Unhide the tilde files by selecting Show Hidden Files
in File Browser’s View
menu. I’ve even cleared out my desktop before, and today I found another 14 old
gedit backups there.
Delete the files with names ending in a tilde, and then turn off this feature in
gedit. Select Edit->Preferences
to display the gedit Preferences
dialog.
Open the Editor
tab and uncheck Create a backup copy of files before saving
.
Archived Comments
Peterix
It would be great if this could be used for versioning.
Andrew Conkling
I filed a bug on this, as I see no reason not to just hide the files via the “normal” dot-file convention: http://bugzilla.gnome.org/show_bug.cgi?id=438763
But yeah, I agree with Jonas: these backup files can be useful, so turning them off is not ideal.
Tom
Jonas:
There is a setting in gconf-editor to show backup files, but it doesn’t work on
my system:
/desktop/gnome/file_views/show_backup_files
Fauzi
Is there any way for us to find the hidden files created by gedit and delete them?
grodgers
Its a very useful feature, but very annoying - especially when FTPing hundreds of HTML files.

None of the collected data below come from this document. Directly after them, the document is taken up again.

// SPDX-License-Identifier: Apache-2.0

//! Graph value types: namespaces, node identities, nodes and sections.
//!
//! Everything here is an immutable value. Transformation passes never
//! mutate a node in place; they build replacements and assemble a new
//! section, which gives structural sharing across successive passes.

use indexmap::IndexMap;
use std::fmt;
use std::sync::Arc;

/// A namespace for graph nodes; namespaces form a tree rooted at ROOT.
///
/// Nested namespaces keep nodes from different expansion scopes apart, e.g.
/// when a flow is expanded inside the scope of one job among several.
#[derive(Debug, Clone, PartialEq, Eq, Hash)]
pub enum NodeNamespace {
    /// The root namespace.
    Root,
    /// A named namespace nested inside a parent.
    Nested {
        /// The namespace component name.
        name: String,
        /// The enclosing namespace.
        parent: Arc<NodeNamespace>,
    },
}

impl NodeNamespace {
    /// Returns the root namespace.
    #[must_use]
    pub fn root() -> Self {
        NodeNamespace::Root
    }

    /// Creates a namespace nested inside this one.
    #[must_use]
    pub fn nested(&self, name: impl Into<String>) -> Self {
        NodeNamespace::Nested {
            name: name.into(),
            parent: Arc::new(self.clone()),
        }
    }
}

impl fmt::Display for NodeNamespace {
    fn fmt(&self, f: &mut fmt::Formatter<'_>) -> fmt::Result {
        match self {
            NodeNamespace::Root => write!(f, "ROOT"),
            NodeNamespace::Nested { name, parent } => write!(f, "{name}.{parent}"),
        }
    }
}

/// Unique identity of a graph node: a name within a namespace.
#[derive(Debug, Clone, PartialEq, Eq, Hash)]
pub struct NodeId {
    /// The node name, unique within its namespace.
    pub name: String,
    /// The namespace the node lives in.
    pub namespace: NodeNamespace,
}

impl NodeId {
    /// Creates a node id in the given namespace.
    #[must_use]
    pub fn of(name: impl Into<String>, namespace: &NodeNamespace) -> Self {
        NodeId {
            name: name.into(),
            namespace: namespace.clone(),
        }
    }
}

impl fmt::Display for NodeId {
    fn fmt(&self, f: &mut fmt::Formatter<'_>) -> fmt::Result {
        match &self.namespace {
            NodeNamespace::Root => write!(f, "{}", self.name),
            namespace => write!(f, "{} ({namespace})", self.name),
        }
    }
}

/// A named socket on an identified node.
///
/// The reserved empty socket name denotes the single input or output of a
/// node that has exactly one; display rules collapse it to the bare node.
#[derive(Debug, Clone, PartialEq, Eq, Hash)]
pub struct SocketId {
    /// The node the socket belongs to.
    pub node: NodeId,
    /// The socket name; empty for the reserved single socket.
    pub socket: String,
}

impl SocketId {
    /// The reserved single-input / single-output socket of a node.
    #[must_use]
    pub fn single(node: NodeId) -> Self {
        SocketId {
            node,
            socket: String::new(),
        }
    }

    /// A named socket on a node.
    #[must_use]
    pub fn of(node: NodeId, socket: impl Into<String>) -> Self {
        SocketId {
            node,
            socket: socket.into(),
        }
    }
}

impl fmt::Display for SocketId {
    fn fmt(&self, f: &mut fmt::Formatter<'_>) -> fmt::Result {
        if self.socket.is_empty() {
            write!(f, "{}", self.node)
        } else {
            write!(f, "{}.{}", self.node.name, self.socket)
        }
    }
}

/// One node of an execution graph.
///
/// `dependencies` maps each of the node's input sockets to the upstream
/// socket feeding it; every target socket is fed by at most one edge by
/// construction. `outputs` lists the node's output socket names in
/// declaration order.
#[derive(Debug, Clone, PartialEq)]
pub struct Node<T> {
    /// The node's identity.
    pub node_id: NodeId,
    /// Input socket name to upstream source socket.
    pub dependencies: IndexMap<String, SocketId>,
    /// Output socket names, in declaration order.
    pub outputs: Vec<String>,
    /// The node payload.
    pub payload: T,
}

impl<T> Node<T> {
    /// Returns a copy of this node with a new payload.
    #[must_use]
    pub fn with_payload<U>(&self, payload: U) -> Node<U>
    where
        T: Clone,
    {
        Node {
            node_id: self.node_id.clone(),
            dependencies: self.dependencies.clone(),
            outputs: self.outputs.clone(),
            payload,
        }
    }
}

/// A section of an execution graph: nodes in topological order plus the
/// section's boundary.
///
/// `inputs` lists nodes with no dependencies and `outputs` nodes with no
/// output sockets, both in the order the builder reached them. Sections are
/// values: passes consume one and produce another.
#[derive(Debug, Clone, PartialEq)]
pub struct GraphSection<T> {
    /// All nodes, keyed by id, in topological (build) order.
    pub nodes: IndexMap<NodeId, Node<T>>,
    /// Nodes with no dependencies.
    pub inputs: Vec<NodeId>,
    /// Nodes with no output sockets.
    pub outputs: Vec<NodeId>,
}

impl<T> GraphSection<T> {
    /// An empty section.
    #[must_use]
    pub fn empty() -> Self {
        GraphSection {
            nodes: IndexMap::new(),
            inputs: Vec::new(),
            outputs: Vec::new(),
        }
    }
}

impl<T> Default for GraphSection<T> {
    fn default() -> Self {
        GraphSection::empty()
    }
}
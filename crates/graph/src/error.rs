// SPDX-License-Identifier: Apache-2.0

//! Errors and error reporting for the graph core.
//!
//! Semantic defects in a flow (cycles, missing sockets, conflicting types)
//! are reported through an [`ErrorHandler`] so one build pass can surface
//! every problem; only malformed inputs that make compilation meaningless
//! (e.g. a job of the wrong type) are returned as hard errors.

use crate::node::NodeId;

/// Errors raised by the graph core.
#[derive(thiserror::Error, Debug, Clone, PartialEq)]
pub enum GraphError {
    /// A semantic defect in the flow, attributed to one node.
    #[error("Invalid flow: {detail} (node {node})")]
    Semantic {
        /// The node the defect is attributed to.
        node: NodeId,
        /// Human-readable description of the defect.
        detail: String,
    },

    /// An invariant violation: the input is malformed beyond reporting.
    #[error("Internal graph error: {message}")]
    Internal {
        /// Description of the violated invariant.
        message: String,
    },
}

/// Receives semantic defects during graph compilation.
///
/// Implemented for any `FnMut(&NodeId, &str)` closure; use
/// [`ErrorCollector`] to accumulate structured errors instead.
pub trait ErrorHandler {
    /// Reports one defect attributed to one node.
    fn on_error(&mut self, node: &NodeId, detail: &str);
}

impl<F> ErrorHandler for F
where
    F: FnMut(&NodeId, &str),
{
    fn on_error(&mut self, node: &NodeId, detail: &str) {
        self(node, detail)
    }
}

/// An [`ErrorHandler`] that accumulates structured [`GraphError`] values.
#[derive(Debug, Default)]
pub struct ErrorCollector {
    errors: Vec<GraphError>,
}

impl ErrorCollector {
    /// Creates an empty collector.
    #[must_use]
    pub fn new() -> Self {
        ErrorCollector { errors: Vec::new() }
    }

    /// The errors collected so far.
    #[must_use]
    pub fn errors(&self) -> &[GraphError] {
        &self.errors
    }

    /// True if no errors were collected.
    #[must_use]
    pub fn is_empty(&self) -> bool {
        self.errors.is_empty()
    }

    /// Consumes the collector, returning the collected errors.
    #[must_use]
    pub fn into_errors(self) -> Vec<GraphError> {
        self.errors
    }
}

impl ErrorHandler for ErrorCollector {
    fn on_error(&mut self, node: &NodeId, detail: &str) {
        self.errors.push(GraphError::Semantic {
            node: node.clone(),
            detail: detail.to_owned(),
        });
    }
}

/// A conflict found while combining two schemas.
#[derive(thiserror::Error, Debug, Clone, PartialEq)]
#[error("Schema conflict: {detail}")]
pub struct SchemaConflict {
    /// Human-readable description of the conflict.
    pub detail: String,
}

impl SchemaConflict {
    pub(crate) fn new(detail: impl Into<String>) -> Self {
        SchemaConflict {
            detail: detail.into(),
        }
    }
}
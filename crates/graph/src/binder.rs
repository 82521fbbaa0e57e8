// SPDX-License-Identifier: Apache-2.0

//! Attaches runtime information from a job request to graph nodes.
//!
//! Binding is best-effort: a selector that resolves nowhere leaves the node
//! unchanged, since type inference may still fill the gap downstream and
//! validation of the final graph belongs to the caller.

use crate::metadata::NodeMetadata;
use crate::node::GraphSection;
use strata_metadata::{
    FlowNodeType, MetadataBundle, ObjectDefinition, ResourceBundle, RunFlowJob,
};

/// Binds job-supplied values, object references and resources onto a
/// section's nodes, returning the augmented section.
#[must_use]
pub fn bind_job(
    section: GraphSection<NodeMetadata>,
    job: &RunFlowJob,
    metadata: &MetadataBundle,
    resources: &ResourceBundle,
) -> GraphSection<NodeMetadata> {
    let GraphSection {
        nodes,
        inputs,
        outputs,
    } = section;

    let nodes = nodes
        .into_iter()
        .map(|(node_id, node)| {
            let name = node_id.name.as_str();
            let payload = match node.payload.flow_node.node_type {
                FlowNodeType::Parameter => match job.parameters.get(name) {
                    Some(value) => node.payload.clone().with_runtime_value(value.clone()),
                    None => node.payload.clone(),
                },
                FlowNodeType::Input => bind_object(&node.payload, job.inputs.get(name), metadata),
                FlowNodeType::Output => bind_object(&node.payload, job.outputs.get(name), metadata),
                FlowNodeType::Model => bind_object(&node.payload, job.models.get(name), metadata),
                FlowNodeType::Resource => match resources.resolve(name) {
                    Some(resource) => node
                        .payload
                        .clone()
                        .with_runtime_object(ObjectDefinition::Resource(resource.clone())),
                    None => node.payload.clone(),
                },
            };
            let node = node.with_payload(payload);
            (node_id, node)
        })
        .collect();

    GraphSection {
        nodes,
        inputs,
        outputs,
    }
}

fn bind_object(
    payload: &NodeMetadata,
    selector: Option<&strata_metadata::TagSelector>,
    metadata: &MetadataBundle,
) -> NodeMetadata {
    match selector.and_then(|selector| metadata.resolve(selector)) {
        Some(object) => payload.clone().with_runtime_object(object.clone()),
        None => payload.clone(),
    }
}

#[cfg(test)]
mod tests {
    use super::*;
    use crate::builder::build_flow;
    use crate::error::ErrorCollector;
    use crate::node::{NodeId, NodeNamespace};
    use strata_metadata::{
        FlowDefinition, FlowEdge, FlowNode, FlowSocket, ModelDefinition, ObjectType,
        ResourceDefinition, ResourceType, TagSelector, Value,
    };

    fn flow_with_model() -> FlowDefinition {
        let mut flow = FlowDefinition::default();
        let _ = flow
            .nodes
            .insert("rate".to_owned(), FlowNode::new(FlowNodeType::Parameter));
        let _ = flow
            .nodes
            .insert("feed".to_owned(), FlowNode::new(FlowNodeType::Resource));
        let _ = flow.nodes.insert(
            "calc".to_owned(),
            FlowNode {
                node_type: FlowNodeType::Model,
                parameters: vec!["rate".to_owned()],
                inputs: Vec::new(),
                outputs: vec!["out".to_owned()],
                resources: vec!["feed".to_owned()],
                label: None,
            },
        );
        flow.edges.push(FlowEdge::new(
            FlowSocket::node("rate"),
            FlowSocket::of("calc", "rate"),
        ));
        flow.edges.push(FlowEdge::new(
            FlowSocket::node("feed"),
            FlowSocket::of("calc", "feed"),
        ));
        flow
    }

    #[test]
    fn binder_attaches_values_objects_and_resources() {
        let flow = flow_with_model();
        let mut errors = ErrorCollector::new();
        let namespace = NodeNamespace::root();
        let section = build_flow(&flow, &namespace, &mut errors);
        assert!(errors.is_empty());

        let mut job = RunFlowJob::default();
        let _ = job
            .parameters
            .insert("rate".to_owned(), Value::Float(0.05));
        let _ = job.models.insert(
            "calc".to_owned(),
            TagSelector::latest(ObjectType::Model, "calc_v1"),
        );

        let mut metadata = MetadataBundle::new();
        metadata.add_object("calc_v1", ObjectDefinition::Model(ModelDefinition::default()));

        let mut resources = ResourceBundle::new();
        resources.add_resource(
            "feed",
            ResourceDefinition::new(ResourceType::ExternalSystem, "https"),
        );

        let bound = bind_job(section, &job, &metadata, &resources);

        let rate = &bound.nodes[&NodeId::of("rate", &namespace)];
        assert_eq!(rate.payload.runtime_value, Some(Value::Float(0.05)));

        let calc = &bound.nodes[&NodeId::of("calc", &namespace)];
        assert!(matches!(
            calc.payload.runtime_object,
            Some(ObjectDefinition::Model(_))
        ));

        let feed = &bound.nodes[&NodeId::of("feed", &namespace)];
        assert!(matches!(
            feed.payload.runtime_object,
            Some(ObjectDefinition::Resource(_))
        ));
    }

    #[test]
    fn missing_lookups_leave_nodes_unchanged() {
        let flow = flow_with_model();
        let mut errors = ErrorCollector::new();
        let namespace = NodeNamespace::root();
        let section = build_flow(&flow, &namespace, &mut errors);

        let job = RunFlowJob::default();
        let bound = bind_job(
            section,
            &job,
            &MetadataBundle::new(),
            &ResourceBundle::new(),
        );

        let rate = &bound.nodes[&NodeId::of("rate", &namespace)];
        assert!(rate.payload.runtime_value.is_none());
        let calc = &bound.nodes[&NodeId::of("calc", &namespace)];
        assert!(calc.payload.runtime_object.is_none());
    }
}
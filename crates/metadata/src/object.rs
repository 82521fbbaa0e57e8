// SPDX-License-Identifier: Apache-2.0

//! Object definitions and tag selectors.
//!
//! An object definition is the unit of the platform's metadata store; a tag
//! selector is a reference to one. The core only ever resolves selectors
//! against an in-memory [`crate::bundle::MetadataBundle`].

use crate::flow::FlowDefinition;
use crate::model::ModelDefinition;
use crate::resource::ResourceDefinition;
use crate::schema::SchemaDefinition;
use serde::{Deserialize, Serialize};
use std::fmt;

/// The kind of a metadata object.
#[derive(Debug, Clone, Copy, PartialEq, Eq, Hash, Serialize, Deserialize)]
#[serde(rename_all = "SCREAMING_SNAKE_CASE")]
pub enum ObjectType {
    /// A model contract.
    Model,
    /// A dataset.
    Data,
    /// A flow definition.
    Flow,
    /// An external resource.
    Resource,
}

impl fmt::Display for ObjectType {
    fn fmt(&self, f: &mut fmt::Formatter<'_>) -> fmt::Result {
        let label = match self {
            ObjectType::Model => "MODEL",
            ObjectType::Data => "DATA",
            ObjectType::Flow => "FLOW",
            ObjectType::Resource => "RESOURCE",
        };
        write!(f, "{label}")
    }
}

/// A dataset's metadata: its schema, when declared.
#[derive(Debug, Clone, PartialEq, Default, Serialize, Deserialize)]
pub struct DataDefinition {
    /// The dataset's schema; absent for schema-on-read datasets.
    #[serde(default, skip_serializing_if = "Option::is_none")]
    pub schema: Option<SchemaDefinition>,
}

/// A metadata object, tagged by kind.
#[derive(Debug, Clone, PartialEq, Serialize, Deserialize)]
#[serde(tag = "object_type", rename_all = "SCREAMING_SNAKE_CASE")]
pub enum ObjectDefinition {
    /// A model contract.
    Model(ModelDefinition),
    /// A dataset.
    Data(DataDefinition),
    /// A flow definition.
    Flow(FlowDefinition),
    /// An external resource.
    Resource(ResourceDefinition),
}

impl ObjectDefinition {
    /// Returns the object's kind.
    #[must_use]
    pub fn object_type(&self) -> ObjectType {
        match self {
            ObjectDefinition::Model(_) => ObjectType::Model,
            ObjectDefinition::Data(_) => ObjectType::Data,
            ObjectDefinition::Flow(_) => ObjectType::Flow,
            ObjectDefinition::Resource(_) => ObjectType::Resource,
        }
    }

    /// Returns the model contract if this is a model object.
    #[must_use]
    pub fn as_model(&self) -> Option<&ModelDefinition> {
        match self {
            ObjectDefinition::Model(model) => Some(model),
            _ => None,
        }
    }
}

/// A reference to a metadata object.
#[derive(Debug, Clone, PartialEq, Eq, Hash, Serialize, Deserialize)]
pub struct TagSelector {
    /// The kind of object the selector refers to.
    pub object_type: ObjectType,

    /// The object's identifier.
    pub object_id: String,

    /// A pinned object version; latest when absent.
    #[serde(default, skip_serializing_if = "Option::is_none")]
    pub version: Option<u32>,
}

impl TagSelector {
    /// Creates a latest-version selector.
    #[must_use]
    pub fn latest(object_type: ObjectType, object_id: impl Into<String>) -> Self {
        TagSelector {
            object_type,
            object_id: object_id.into(),
            version: None,
        }
    }
}

impl fmt::Display for TagSelector {
    fn fmt(&self, f: &mut fmt::Formatter<'_>) -> fmt::Result {
        match self.version {
            Some(version) => write!(f, "{}:{}@{}", self.object_type, self.object_id, version),
            None => write!(f, "{}:{}", self.object_type, self.object_id),
        }
    }
}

Does anyone know of a hack to make the backup files go to another directory other than the current working directory where the docs are?
Cheers.
digglesworth
This is exactly the solution I was thinking of. The best would be to have backups go to a designated directory.
Ahmed Azhad
To find the backup files created by gedit before turning off the option, type:
find / -name *~ 2>/dev/null
frann
I definitely don’t want to lose backup files!
There used to be an option in gedit to see hidden files, also graphics files (which aren’t shown on the spurious grounds that you can’t edit them - doesn’t mean you don’t want to know they are there/rename them/copy the filename/whatever without having to open nautilus).
It seems to have gone. In fact, lucid seems to be deliberately downgraded like this in a lot of areas. It’s extremely annoying.
Jonas
Wrong solution IMO. It would be better if Gnome didn’t hide the backup-files instead of disabling a sometimes VERY handy feature.
I assume you can turn off that “Do not show backup-files” somewhere?